Selon le Cloud Infrastructure Service Providers Europe (Cispe), les affirmations de Broadcom selon lesquelles elle serait en mesure d’aider les fournisseurs de services cloud européens à mettre en place des solutions souveraines compétitives reposant sur VMware sont exagérées. L’entreprise américaine présente son logiciel VMware Cloud Foundation (VCF) comme la technologie clé du « cloud souverain » de l’Union européenne, mais Broadcom n’est pas la solution aux problèmes de souveraineté technologique de l’Europe, selon le secrétaire général du Cispe, Francisco Mingorance.
« VCF est un produit propriétaire dont l’interopérabilité et la substituabilité sont limitées, contrôlé par un fournisseur étranger qui s’est comporté en tyran envers ses clients et ses partenaires de distribution. Si l’Europe a besoin d’un exemple illustrant les dangers d’une dépendance excessive vis-à-vis d’acteurs étrangers dominants, Broadcom en est l’incarnation même », a déclaré M. Mingorance, selon un article publié sur le site web du Cispe. L'association a invoqué plusieurs raisons pour lesquelles VCF ne répond pas aux critères requis, soulignant en particulier son manque de portabilité. Cela signifie qu’il ne peut être considéré comme résilient au regard du cadre du Cispe pour un cloud souverain et résilient.
Une certification CAIDA niveau 1 uniquement
Au début du mois, l’UE a dévoilé des propositions relatives à son règlement sur le développement du cloud et de l’IA (CADA) visant à renforcer l’économie numérique européenne.
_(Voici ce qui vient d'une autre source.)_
//! Error types for splitmux
//!
//! Provides a unified error type used across all splitmux crates.

use std::path::PathBuf;

/// Main error type for splitmux operations
#[derive(Debug, thiserror::Error)]
pub enum SplitmuxError {
    // === IO Errors ===

    #[error("IO error: {0}")]
    Io(#[from] std::io::Error),

    #[error("Failed to write file {path}: {source}")]
    FileWrite {
        path: PathBuf,
        source: std::io::Error,
    },

    // === Protocol Errors ===

    #[error("Protocol error: {0}")]
    Protocol(String),

    #[error("Invalid message: {0}")]
    InvalidMessage(String),

    // === Layout Errors ===

    #[error("Pane not found: {0}")]
    PaneNotFound(String),

    #[error("Not a pane: {0}")]
    NotAPane(String),

    #[error("Cannot close the last pane")]
    CannotClose,

    // === Session Errors ===

    #[error("Session not found: {0}")]
    SessionNotFound(String),

    // === Host / PTY Errors ===

    #[error("PTY error: {0}")]
    Pty(String),

    #[error("Failed to spawn process: {0}")]
    ProcessSpawn(String),

    #[error("Host process not running")]
    HostNotRunning,

    // === Configuration Errors ===

    #[error("Configuration error: {0}")]
    Config(String),

    // === Internal Errors ===

    #[error("Internal error: {0}")]
    Internal(String),
}

impl SplitmuxError {
    /// Create a protocol error
    pub fn protocol(msg: impl Into<String>) -> Self {
        Self::Protocol(msg.into())
    }

    /// Create a PTY error
    pub fn pty(msg: impl Into<String>) -> Self {
        Self::Pty(msg.into())
    }

    /// Create a config error
    pub fn config(msg: impl Into<String>) -> Self {
        Self::Config(msg.into())
    }

    /// Create an internal error
    pub fn internal(msg: impl Into<String>) -> Self {
        Self::Internal(msg.into())
    }

    /// Create a spawn error
    pub fn spawn(msg: impl Into<String>) -> Self {
        Self::ProcessSpawn(msg.into())
    }
}

/// Result type alias using SplitmuxError
pub type Result<T> = std::result::Result<T, SplitmuxError>;

#[cfg(test)]
mod tests {
    use super::*;

    #[test]
    fn test_error_display() {
        let err = SplitmuxError::SessionNotFound("term-3".into());
        assert_eq!(err.to_string(), "Session not found: term-3");
    }

    #[test]
    fn test_error_display_not_a_pane() {
        let err = SplitmuxError::NotAPane("7".into());
        assert_eq!(err.to_string(), "Not a pane: 7");
    }

    #[test]
    fn test_error_display_cannot_close() {
        assert_eq!(
            SplitmuxError::CannotClose.to_string(),
            "Cannot close the last pane"
        );
    }

    #[test]
    fn test_error_display_pty() {
        let err = SplitmuxError::pty("failed to allocate PTY");
        assert_eq!(err.to_string(), "PTY error: failed to allocate PTY");
    }

    #[test]
    fn test_error_display_process_spawn() {
        let err = SplitmuxError::spawn("command not found");
        assert_eq!(err.to_string(), "Failed to spawn process: command not found");
    }

    #[test]
    fn test_error_display_file_write() {
        let io_err = std::io::Error::new(std::io::ErrorKind::PermissionDenied, "denied");
        let err = SplitmuxError::FileWrite {
            path: PathBuf::from("/var/log/splitmux.log"),
            source: io_err,
        };
        let msg = err.to_string();
        assert!(msg.contains("Failed to write file"));
        assert!(msg.contains("/var/log/splitmux.log"));
    }

    #[test]
    fn test_from_io_error() {
        let io_err = std::io::Error::new(std::io::ErrorKind::NotFound, "not found");
        let err: SplitmuxError = io_err.into();
        assert!(matches!(err, SplitmuxError::Io(_)));
    }

    #[test]
    fn test_protocol_helper() {
        let err = SplitmuxError::protocol("truncated frame");
        assert!(matches!(err, SplitmuxError::Protocol(_)));
        assert_eq!(err.to_string(), "Protocol error: truncated frame");
    }

    #[test]
    fn test_internal_helper() {
        let err = SplitmuxError::internal("invariant violated");
        assert!(matches!(err, SplitmuxError::Internal(_)));
    }

    #[test]
    fn test_config_helper() {
        let err = SplitmuxError::config("missing boundary path");
        assert!(err.to_string().contains("missing boundary path"));
    }

    #[test]
    fn test_error_debug() {
        let err = SplitmuxError::PaneNotFound("12".into());
        let debug = format!("{:?}", err);
        assert!(debug.contains("PaneNotFound"));
        assert!(debug.contains("12"));
    }
}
La CADA encouragera les investissements dans la recherche européenne, fixera des conditions pour les centres de données européens et fournira un cadre d’évaluation unique à l’échelle de l’UE pour la souveraineté en matière de cloud et d’IA. Le Cispe a déclaré que Broadcom était loin de remplir les conditions proposées par la CADA. Selon l'organisation, le fournisseur ne pourrait obtenir qu’une certification de niveau 1 au titre du cadre de souveraineté du CAIDA, ajoutant que les conditions générales de Broadcom n’offraient que des engagements de maintenance limités, aucun dépôt de code source, aucun plan de substitution et aucune certification au titre de la loi sur les données, autant d’éléments susceptibles d’aller à l’encontre des recommandations du texte réglementaire.
Ce n’est pas la première fois que le Cispe entre en conflit avec Broadcom. En décembre dernier, l’organisation a exhorté la Cour de justice de l’Union européenne à annuler la fusion Broadcom/VMware. Et en mars, le Cispe a rédigé une lettre ouverte mettant en garde contre les hyperscalers américains qui tentent de « blanchir » leurs services en matière de souveraineté.